In the popup, select the edge device to deploy to and click "Deploy". Once deployment is complete, the status will change to "Deployed" and the system will be ready for inference.



Step 4: Inference

Step 4-1: Input Inference Data

Inference on Edge App begins as soon as data is placed in its input path. This input path is defined during installation, and it corresponds to the "Input" field in the Edge Detail page of Edge Conductor. When data is placed into this input path, inference starts automatically and the Inference Status on the Edges page updates to "Inferencing".

Step 4-2: View Inference Results

Once inference is complete, the results are sent from the edge to Edge Conductor. The Inference Status changes from "Inferencing" to "Ready", and the results appear under the "Inf. Result" tab in the Edge’s detail view. The inference artifacts are also saved to the Edge App’s output path. If inference fails, a notification will appear. You can download artifacts from the output path and check logs as needed.

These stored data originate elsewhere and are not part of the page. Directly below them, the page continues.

use std::io;
use std::process::{Command, Stdio};
use std::sync::{mpsc, Arc};
use std::thread;

use scout_core::{Effect, Msg};
use scout_engine::{EngineEvent, EngineHandle, KeyValueStore};
use scout_logging::{scout_info, scout_warn};

use super::app::AppEvent;
use super::persistence;

/// Executes the effects returned by `update`.
pub struct EffectRunner {
    engine: EngineHandle,
    store: Arc<dyn KeyValueStore>,
}

impl EffectRunner {
    pub fn new(engine: EngineHandle, store: Arc<dyn KeyValueStore>) -> Self {
        Self { engine, store }
    }

    /// Returns follow-up messages for remote calls the engine could not accept.
    pub fn run(&self, effects: Vec<Effect>) -> Vec<Msg> {
        let mut follow_ups = Vec::new();
        for effect in effects {
            match effect {
                Effect::AnalyzeResume { path, media_type } => {
                    scout_info!("AnalyzeResume path={:?} mime={}", path, media_type.mime());
                    if let Err(err) = self.engine.analyze(path, media_type) {
                        scout_warn!("Resume analysis not started: {}", err);
                        follow_ups.push(Msg::AnalysisFailed);
                    }
                }
                Effect::SearchJobs(query) => {
                    scout_info!(
                        "SearchJobs location={:?} interests={:?}",
                        query.location,
                        query.interests
                    );
                    if let Err(err) = self.engine.search(query) {
                        scout_warn!("Job search not started: {}", err);
                        follow_ups.push(Msg::SearchFailed);
                    }
                }
                Effect::PersistSavedJobs(saved) => {
                    persistence::save_saved_jobs(self.store.as_ref(), &saved);
                }
                Effect::PersistTheme(theme) => {
                    persistence::save_theme(self.store.as_ref(), theme);
                }
                Effect::OpenLink(url) => {
                    if let Err(err) = open_link(&url) {
                        scout_warn!("Could not open {}: {}", url, err);
                        println!("Open this link in your browser: {url}");
                    }
                }
            }
        }
        follow_ups
    }
}

/// Forwards engine results into the app loop until either side hangs up.
pub fn spawn_event_forwarder(
    events: mpsc::Receiver<EngineEvent>,
    app_tx: mpsc::Sender<AppEvent>,
) -> io::Result<thread::JoinHandle<()>> {
    thread::Builder::new()
        .name("scout-events".to_string())
        .spawn(move || {
            while let Ok(event) = events.recv() {
                if app_tx.send(AppEvent::Msg(to_msg(event))).is_err() {
                    break;
                }
            }
        })
}

/// Failure detail goes to the log only; the wizard shows fixed messages.
pub(crate) fn to_msg(event: EngineEvent) -> Msg {
    match event {
        EngineEvent::AnalysisFinished(Ok(data)) => Msg::AnalysisCompleted(data),
        EngineEvent::AnalysisFinished(Err(err)) => {
            scout_warn!("Resume analysis failed: {}", err);
            Msg::AnalysisFailed
        }
        EngineEvent::SearchFinished(Ok(result)) => Msg::SearchCompleted(result),
        EngineEvent::SearchFinished(Err(err)) => {
            scout_warn!("Job search failed: {}", err);
            Msg::SearchFailed
        }
    }
}

fn open_link(url: &str) -> io::Result<()> {
    let mut command = opener_command(url);
    let status = command
        .stdin(Stdio::null())
        .stdout(Stdio::null())
        .stderr(Stdio::null())
        .status()?;
    if status.success() {
        Ok(())
    } else {
        Err(io::Error::other(format!("opener exited with {status}")))
    }
}

#[cfg(target_os = "windows")]
fn opener_command(url: &str) -> Command {
    let mut command = Command::new("cmd");
    command.args(["/C", "start", "", url]);
    command
}

#[cfg(target_os = "macos")]
fn opener_command(url: &str) -> Command {
    let mut command = Command::new("open");
    command.arg(url);
    command
}

#[cfg(not(any(target_os = "windows", target_os = "macos")))]
fn opener_command(url: &str) -> Command {
    let mut command = Command::new("xdg-open");
    command.arg(url);
    command
}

Step 5: Build Dataset from Inference Results

When new patterns appear in data, previously trained AI models may no longer perform well. To address this, you can reuse inference data to train a new AI model.

Step 5-1: Collect Inference Results

Each time inference is performed, results are sent to Edge Conductor. You can view them by selecting an edge on the "Edges" page and checking the "Inf. Result" tab.

Step 5-2: Create Dataset from Collected Data

Inference results collected from each edge can be used to create new datasets. When creating a dataset, select "Edge" as the data source to use inference results from individual edge devices. The AI Solution used in dataset creation must match the one used by the deployed stream.

For more, refer to Dataset Guide.

If the AI Solution supports re-labeling, you can improve dataset quality by editing labels within the dataset. For details, see Labeling Data.